= Beginning of Section =
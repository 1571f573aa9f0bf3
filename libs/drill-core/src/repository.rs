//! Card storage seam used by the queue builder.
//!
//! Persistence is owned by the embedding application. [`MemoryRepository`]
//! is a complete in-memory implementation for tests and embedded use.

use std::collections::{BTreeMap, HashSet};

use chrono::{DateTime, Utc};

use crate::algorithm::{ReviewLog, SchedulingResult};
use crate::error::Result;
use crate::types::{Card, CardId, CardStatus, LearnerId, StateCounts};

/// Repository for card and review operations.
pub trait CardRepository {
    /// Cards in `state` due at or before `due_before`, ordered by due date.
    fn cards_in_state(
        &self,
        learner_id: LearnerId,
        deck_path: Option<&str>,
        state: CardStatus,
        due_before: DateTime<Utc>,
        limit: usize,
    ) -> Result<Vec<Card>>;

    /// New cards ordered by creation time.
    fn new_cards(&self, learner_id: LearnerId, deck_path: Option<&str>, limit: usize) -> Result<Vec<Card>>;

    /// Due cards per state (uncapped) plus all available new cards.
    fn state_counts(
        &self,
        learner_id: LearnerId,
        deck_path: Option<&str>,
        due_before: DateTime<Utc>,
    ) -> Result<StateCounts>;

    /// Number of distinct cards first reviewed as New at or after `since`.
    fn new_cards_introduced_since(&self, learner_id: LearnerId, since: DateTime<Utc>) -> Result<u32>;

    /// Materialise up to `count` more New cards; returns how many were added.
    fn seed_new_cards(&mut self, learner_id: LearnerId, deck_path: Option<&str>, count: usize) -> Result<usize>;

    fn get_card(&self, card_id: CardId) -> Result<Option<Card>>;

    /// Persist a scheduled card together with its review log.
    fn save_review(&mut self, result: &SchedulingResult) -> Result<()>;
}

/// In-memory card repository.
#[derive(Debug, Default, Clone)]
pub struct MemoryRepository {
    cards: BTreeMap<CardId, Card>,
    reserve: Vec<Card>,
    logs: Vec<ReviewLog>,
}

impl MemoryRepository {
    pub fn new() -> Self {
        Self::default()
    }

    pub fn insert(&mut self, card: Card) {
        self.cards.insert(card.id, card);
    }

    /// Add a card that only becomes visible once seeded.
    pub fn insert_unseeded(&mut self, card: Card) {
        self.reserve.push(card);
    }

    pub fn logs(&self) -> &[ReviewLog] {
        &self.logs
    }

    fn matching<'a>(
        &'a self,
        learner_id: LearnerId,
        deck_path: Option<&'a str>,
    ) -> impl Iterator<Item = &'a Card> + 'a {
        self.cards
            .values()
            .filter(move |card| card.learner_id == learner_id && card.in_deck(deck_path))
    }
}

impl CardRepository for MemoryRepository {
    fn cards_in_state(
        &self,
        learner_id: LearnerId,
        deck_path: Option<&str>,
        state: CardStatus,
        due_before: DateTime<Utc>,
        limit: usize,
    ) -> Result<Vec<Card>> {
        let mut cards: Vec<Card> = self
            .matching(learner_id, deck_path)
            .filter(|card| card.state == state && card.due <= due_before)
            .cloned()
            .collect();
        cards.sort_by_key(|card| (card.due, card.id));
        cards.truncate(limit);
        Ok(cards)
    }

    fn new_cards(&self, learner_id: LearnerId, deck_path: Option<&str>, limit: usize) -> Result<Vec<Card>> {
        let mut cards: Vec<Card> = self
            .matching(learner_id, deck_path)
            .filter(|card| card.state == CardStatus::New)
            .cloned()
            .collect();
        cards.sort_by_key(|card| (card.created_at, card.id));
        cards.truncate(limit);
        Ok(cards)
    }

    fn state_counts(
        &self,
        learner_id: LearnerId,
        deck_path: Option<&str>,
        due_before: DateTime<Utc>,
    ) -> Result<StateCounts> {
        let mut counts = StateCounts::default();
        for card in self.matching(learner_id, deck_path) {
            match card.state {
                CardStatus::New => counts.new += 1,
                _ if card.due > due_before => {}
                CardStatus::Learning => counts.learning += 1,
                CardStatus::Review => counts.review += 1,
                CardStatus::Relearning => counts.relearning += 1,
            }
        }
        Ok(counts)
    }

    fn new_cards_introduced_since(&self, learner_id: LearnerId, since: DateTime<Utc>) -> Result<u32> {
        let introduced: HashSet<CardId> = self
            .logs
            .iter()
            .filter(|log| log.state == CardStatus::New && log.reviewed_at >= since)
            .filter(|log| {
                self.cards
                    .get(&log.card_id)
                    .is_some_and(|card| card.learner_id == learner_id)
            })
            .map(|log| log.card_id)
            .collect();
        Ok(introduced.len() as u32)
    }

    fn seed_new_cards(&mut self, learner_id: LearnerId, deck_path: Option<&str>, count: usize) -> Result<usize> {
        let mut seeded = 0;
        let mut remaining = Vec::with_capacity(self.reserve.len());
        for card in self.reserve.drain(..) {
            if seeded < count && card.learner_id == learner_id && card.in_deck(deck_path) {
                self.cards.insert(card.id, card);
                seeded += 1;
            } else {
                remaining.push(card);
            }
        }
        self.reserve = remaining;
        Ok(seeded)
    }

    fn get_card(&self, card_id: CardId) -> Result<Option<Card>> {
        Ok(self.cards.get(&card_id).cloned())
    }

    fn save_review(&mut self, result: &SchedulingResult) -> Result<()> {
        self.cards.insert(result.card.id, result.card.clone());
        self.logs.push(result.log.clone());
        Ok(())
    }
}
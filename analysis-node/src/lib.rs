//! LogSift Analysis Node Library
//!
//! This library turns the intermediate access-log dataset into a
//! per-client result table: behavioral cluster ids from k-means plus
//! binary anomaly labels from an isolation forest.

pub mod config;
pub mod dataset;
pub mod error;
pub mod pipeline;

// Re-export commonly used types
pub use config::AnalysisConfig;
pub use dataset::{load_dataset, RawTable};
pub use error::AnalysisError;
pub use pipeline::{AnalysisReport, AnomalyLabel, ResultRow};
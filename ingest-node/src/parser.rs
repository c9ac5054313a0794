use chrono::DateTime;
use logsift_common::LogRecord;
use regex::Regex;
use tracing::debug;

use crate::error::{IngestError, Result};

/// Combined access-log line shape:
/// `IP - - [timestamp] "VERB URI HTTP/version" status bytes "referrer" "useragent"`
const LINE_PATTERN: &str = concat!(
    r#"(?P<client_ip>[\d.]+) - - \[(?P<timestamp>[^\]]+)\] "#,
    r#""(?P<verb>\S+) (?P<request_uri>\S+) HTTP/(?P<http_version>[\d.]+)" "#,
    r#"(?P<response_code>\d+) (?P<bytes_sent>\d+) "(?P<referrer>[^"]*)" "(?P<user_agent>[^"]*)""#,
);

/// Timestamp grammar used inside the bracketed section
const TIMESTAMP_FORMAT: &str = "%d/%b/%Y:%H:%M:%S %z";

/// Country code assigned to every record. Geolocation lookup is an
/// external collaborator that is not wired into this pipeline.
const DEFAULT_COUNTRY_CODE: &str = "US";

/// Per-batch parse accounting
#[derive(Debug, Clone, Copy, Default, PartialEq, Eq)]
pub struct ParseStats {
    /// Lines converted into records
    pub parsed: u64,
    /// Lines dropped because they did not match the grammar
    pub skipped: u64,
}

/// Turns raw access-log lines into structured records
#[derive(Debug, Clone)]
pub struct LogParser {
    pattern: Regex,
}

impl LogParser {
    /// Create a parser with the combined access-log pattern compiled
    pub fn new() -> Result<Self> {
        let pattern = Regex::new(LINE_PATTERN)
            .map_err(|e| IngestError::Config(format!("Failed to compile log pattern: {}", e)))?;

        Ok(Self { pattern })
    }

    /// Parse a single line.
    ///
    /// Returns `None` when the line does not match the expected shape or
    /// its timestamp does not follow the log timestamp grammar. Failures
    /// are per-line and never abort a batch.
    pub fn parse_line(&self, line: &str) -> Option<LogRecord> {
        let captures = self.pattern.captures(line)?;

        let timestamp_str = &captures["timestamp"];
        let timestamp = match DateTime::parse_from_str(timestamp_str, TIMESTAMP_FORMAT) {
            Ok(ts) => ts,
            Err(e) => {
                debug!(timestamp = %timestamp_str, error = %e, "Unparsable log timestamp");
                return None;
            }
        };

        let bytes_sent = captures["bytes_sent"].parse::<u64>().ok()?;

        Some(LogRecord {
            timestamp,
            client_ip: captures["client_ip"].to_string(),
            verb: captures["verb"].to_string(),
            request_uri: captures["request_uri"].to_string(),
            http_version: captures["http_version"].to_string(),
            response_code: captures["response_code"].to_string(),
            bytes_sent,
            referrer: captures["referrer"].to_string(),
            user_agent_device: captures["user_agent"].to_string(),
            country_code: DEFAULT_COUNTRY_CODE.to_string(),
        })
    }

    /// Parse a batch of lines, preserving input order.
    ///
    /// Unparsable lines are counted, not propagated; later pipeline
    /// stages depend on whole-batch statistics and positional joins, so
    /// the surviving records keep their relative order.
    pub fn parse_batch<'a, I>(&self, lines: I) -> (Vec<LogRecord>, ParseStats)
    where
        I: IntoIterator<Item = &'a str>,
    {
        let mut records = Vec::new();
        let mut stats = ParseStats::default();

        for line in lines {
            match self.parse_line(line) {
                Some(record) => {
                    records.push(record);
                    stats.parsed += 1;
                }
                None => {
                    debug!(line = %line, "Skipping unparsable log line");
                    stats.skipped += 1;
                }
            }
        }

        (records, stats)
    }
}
= End of Section =
- **Directions for this task**: Look above for the line with "match the grammar" and the line with "pub fn parse_line(&self, line: &str)". Write out those two lines and all the lines between them, exactly, and no others.

- **Output of the exercise**:
    /// Lines dropped because they did not match the grammar
    pub skipped: u64,
}

/// Turns raw access-log lines into structured records
#[derive(Debug, Clone)]
pub struct LogParser {
    pattern: Regex,
}

impl LogParser {
    /// Create a parser with the combined access-log pattern compiled
    pub fn new() -> Result<Self> {
        let pattern = Regex::new(LINE_PATTERN)
            .map_err(|e| IngestError::Config(format!("Failed to compile log pattern: {}", e)))?;

        Ok(Self { pattern })
    }

    /// Parse a single line.
    ///
    /// Returns `None` when the line does not match the expected shape or
    /// its timestamp does not follow the log timestamp grammar. Failures
    /// are per-line and never abort a batch.
    pub fn parse_line(&self, line: &str) -> Option<LogRecord> {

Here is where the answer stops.